** Opening EXCERPTED RECORDS block **

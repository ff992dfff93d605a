//! Agent router and general query handler.
//!
//! Maps a classified intent to an agent, builds the agent payload, invokes
//! the agent under a deadline and turns every error, timeout or panic into
//! an [`AgentResult::Failure`]. Requests no agent can take go to the
//! [`GeneralQueryHandler`].

use crate::registry::{AgentRegistry, RegisteredAgent};
use demeter_domain::intent::keywords::mentions_help;
use demeter_domain::{
    AgentKind, AgentPayload, AgentResult, ClassifiedIntent, Context, ExtractedParameters,
    FailureKind, Intent, is_present,
};
use futures::FutureExt;
use serde_json::{Value, json};
use std::panic::AssertUnwindSafe;
use std::sync::Arc;
use std::time::Duration;
use tracing::{debug, info, warn};

/// Canonical key ← alternative spellings, applied to crop payloads
const CROP_SYNONYMS: &[(&str, &[&str])] = &[
    ("N", &["nitrogen"]),
    ("P", &["phosphorus"]),
    ("K", &["potassium"]),
    ("temperature", &["temp"]),
    ("ph", &["pH"]),
];

/// Example requests offered when a query cannot be routed
pub const EXAMPLE_QUERIES: &[&str] = &[
    "What crop should I plant in sandy soil with pH 6.5?",
    "Predict rice prices for this season",
    "What are the weather risks for my crop near Nashik?",
    "What pest is eating my tomato leaves?",
    "Which government schemes can I get for 2 acres?",
];

/// Outcome of routing one request
#[derive(Debug, Clone)]
pub struct RouteOutcome {
    pub result: AgentResult,
    /// Agent that produced `result`; `None` for handler answers and failures
    pub agent_used: Option<AgentKind>,
    /// The general handler took the request
    pub via_general_handler: bool,
}

/// Merge extracted parameters into caller context without overwriting it.
pub fn merge_parameters(parameters: &ExtractedParameters, context: &Context) -> Context {
    let mut merged = context.clone();
    for (key, value) in parameters.iter() {
        if !merged.contains_key(key) {
            merged.insert(key.clone(), value.clone());
        }
    }
    merged
}

/// Populate the canonical crop feature keys from whichever spelling is present.
///
/// `rain` and `rainfall` both end up present if either is.
pub fn normalize_crop_context(context: &mut Context) {
    for (canonical, alternatives) in CROP_SYNONYMS {
        if context.contains_key(*canonical) {
            continue;
        }
        if let Some(value) = alternatives.iter().find_map(|alt| context.get(*alt)).cloned() {
            context.insert(canonical.to_string(), value);
        }
    }

    match (context.get("rain").cloned(), context.get("rainfall").cloned()) {
        (Some(rain), None) => {
            context.insert("rainfall".to_string(), rain);
        }
        (None, Some(rainfall)) => {
            context.insert("rain".to_string(), rainfall);
        }
        _ => {}
    }
}

pub struct AgentRouter {
    registry: Arc<AgentRegistry>,
    general: GeneralQueryHandler,
    agent_timeout: Duration,
    min_route_confidence: f64,
}

impl AgentRouter {
    pub fn new(registry: Arc<AgentRegistry>) -> Self {
        Self {
            general: GeneralQueryHandler::new(registry.clone()),
            registry,
            agent_timeout: Duration::from_secs(30),
            min_route_confidence: 0.1,
        }
    }

    pub fn with_agent_timeout(mut self, timeout: Duration) -> Self {
        self.agent_timeout = timeout;
        self
    }

    pub fn with_min_route_confidence(mut self, confidence: f64) -> Self {
        self.min_route_confidence = confidence;
        self
    }

    pub fn registry(&self) -> &AgentRegistry {
        &self.registry
    }

    /// Route a classified request and return the agent's result.
    ///
    /// `crop_recommendation` always goes to the crop agent, whatever the
    /// confidence. Never propagates an agent failure.
    pub async fn route(
        &self,
        classified: ClassifiedIntent,
        text: &str,
        parameters: &ExtractedParameters,
        context: &Context,
    ) -> RouteOutcome {
        let target = match AgentKind::for_intent(classified.intent) {
            Some(AgentKind::Crop) => Some(AgentKind::Crop),
            Some(_) if classified.confidence < self.min_route_confidence => {
                debug!(
                    intent = %classified.intent,
                    confidence = classified.confidence,
                    "Confidence below routing floor"
                );
                None
            }
            other => other,
        };

        match target.and_then(|kind| self.registry.get(kind)) {
            Some(registered) => self.dispatch(registered, text, parameters, context).await,
            None => {
                info!(intent = %classified.intent, "No agent for request, using general handler");
                self.general.handle(text, parameters, context, self).await
            }
        }
    }

    /// Build the payload for `registered` and invoke it.
    async fn dispatch(
        &self,
        registered: &RegisteredAgent,
        text: &str,
        parameters: &ExtractedParameters,
        context: &Context,
    ) -> RouteOutcome {
        let kind = registered.agent.kind();
        let mut merged = merge_parameters(parameters, context);
        if kind == AgentKind::Crop {
            normalize_crop_context(&mut merged);
        }
        let payload = AgentPayload::new(text, merged);
        let result = self.invoke(registered, text, &payload).await;
        let agent_used = match &result {
            AgentResult::Failure {
                error: FailureKind::AgentInvocation | FailureKind::Timeout,
                ..
            } => None,
            _ => Some(kind),
        };
        RouteOutcome {
            result,
            agent_used,
            via_general_handler: false,
        }
    }

    /// Call the agent with a deadline, converting errors and panics.
    async fn invoke(
        &self,
        registered: &RegisteredAgent,
        text: &str,
        payload: &AgentPayload,
    ) -> AgentResult {
        let agent = &registered.agent;
        let kind = agent.kind();
        let call = async {
            if registered.capabilities.process_query {
                agent.process_query(text, payload).await
            } else {
                agent.predict(payload).await
            }
        };
        let guarded = AssertUnwindSafe(call).catch_unwind();

        match tokio::time::timeout(self.agent_timeout, guarded).await {
            Ok(Ok(Ok(result))) => {
                debug!(agent = %kind, success = result.is_success(), "Agent answered");
                result
            }
            Ok(Ok(Err(e))) => {
                warn!(agent = %kind, "Agent failed: {}", e);
                AgentResult::failure(FailureKind::AgentInvocation, format!("{} agent: {}", kind, e))
            }
            Ok(Err(panic)) => {
                let reason = panic
                    .downcast_ref::<&str>()
                    .map(|s| s.to_string())
                    .or_else(|| panic.downcast_ref::<String>().cloned())
                    .unwrap_or_else(|| "unknown panic".to_string());
                warn!(agent = %kind, "Agent panicked: {}", reason);
                AgentResult::failure(
                    FailureKind::AgentInvocation,
                    format!("{} agent panicked: {}", kind, reason),
                )
            }
            Err(_) => {
                warn!(agent = %kind, timeout = ?self.agent_timeout, "Agent timed out");
                AgentResult::failure(
                    FailureKind::Timeout,
                    format!("{} agent did not answer within {:?}", kind, self.agent_timeout),
                )
            }
        }
    }
}

/// Answers requests that no agent takes.
///
/// Help requests get a capability listing; a request naming a crop is
/// retried through the crop agent; anything else gets example
/// reformulations. Listings and refusals are reported with `success: false`.
pub struct GeneralQueryHandler {
    registry: Arc<AgentRegistry>,
}

impl GeneralQueryHandler {
    pub fn new(registry: Arc<AgentRegistry>) -> Self {
        Self { registry }
    }

    async fn handle(
        &self,
        text: &str,
        parameters: &ExtractedParameters,
        context: &Context,
        router: &AgentRouter,
    ) -> RouteOutcome {
        if mentions_help(text) {
            return self.own_answer(self.capability_listing());
        }

        let crop_agent = mentioned_crop(parameters).and_then(|crop| {
            self.registry
                .get(AgentKind::Crop)
                .map(|registered| (crop, registered))
        });
        match crop_agent {
            Some((crop, registered)) => {
                info!(crop = %crop, "Retrying unroutable request through the crop agent");
                let mut outcome = router.dispatch(registered, text, parameters, context).await;
                outcome.via_general_handler = true;
                outcome
            }
            None => self.own_answer(not_understood()),
        }
    }

    fn own_answer(&self, result: AgentResult) -> RouteOutcome {
        RouteOutcome {
            result,
            agent_used: None,
            via_general_handler: true,
        }
    }

    fn capability_listing(&self) -> AgentResult {
        let capabilities: Vec<Value> = self
            .registry
            .kinds()
            .into_iter()
            .map(|kind| json!({"agent": kind.as_str(), "description": kind.description()}))
            .collect();
        let mut message = String::from("I can help you with:");
        for kind in self.registry.kinds() {
            message.push_str(&format!("\n- {}", capitalize(kind.description())));
        }
        message.push_str("\n\nTry asking, for example:");
        for example in EXAMPLE_QUERIES {
            message.push_str(&format!("\n- {}", example));
        }

        AgentResult::failure(FailureKind::HelpRequested, "capability listing requested")
            .with_field("capabilities", capabilities)
            .with_field("suggestions", EXAMPLE_QUERIES.to_vec())
            .with_message(message)
    }
}

fn mentioned_crop(parameters: &ExtractedParameters) -> Option<String> {
    ["crop", "crop_type"]
        .iter()
        .find(|key| is_present(parameters.get(key)))
        .and_then(|key| parameters.text(key))
        .map(str::to_string)
}

fn not_understood() -> AgentResult {
    let mut message = String::from(
        "I could not understand your question. Please ask about crops, market prices, farming risks, pests or finance. For example:",
    );
    for example in EXAMPLE_QUERIES {
        message.push_str(&format!("\n- {}", example));
    }
    AgentResult::failure(FailureKind::NotUnderstood, "no agent matched the request")
        .with_field("suggestions", EXAMPLE_QUERIES.to_vec())
        .with_message(message)
}

fn capitalize(s: &str) -> String {
    let mut chars = s.chars();
    match chars.next() {
        Some(first) => first.to_uppercase().chain(chars).collect(),
        None => String::new(),
    }
}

** Closing EXCERPTED RECORDS block **

* **YOUR INSTRUCTIONS**
From the line containing "fn mentioned_crop(parameters: &ExtractedParameters)" down to the line containing "agent matched the" in the material above, reproduce every line exactly, including the two end lines.

* **ANSWER TO THE EXERCISE**
fn mentioned_crop(parameters: &ExtractedParameters) -> Option<String> {
    ["crop", "crop_type"]
        .iter()
        .find(|key| is_present(parameters.get(key)))
        .and_then(|key| parameters.text(key))
        .map(str::to_string)
}

fn not_understood() -> AgentResult {
    let mut message = String::from(
        "I could not understand your question. Please ask about crops, market prices, farming risks, pests or finance. For example:",
    );
    for example in EXAMPLE_QUERIES {
        message.push_str(&format!("\n- {}", example));
    }
    AgentResult::failure(FailureKind::NotUnderstood, "no agent matched the request")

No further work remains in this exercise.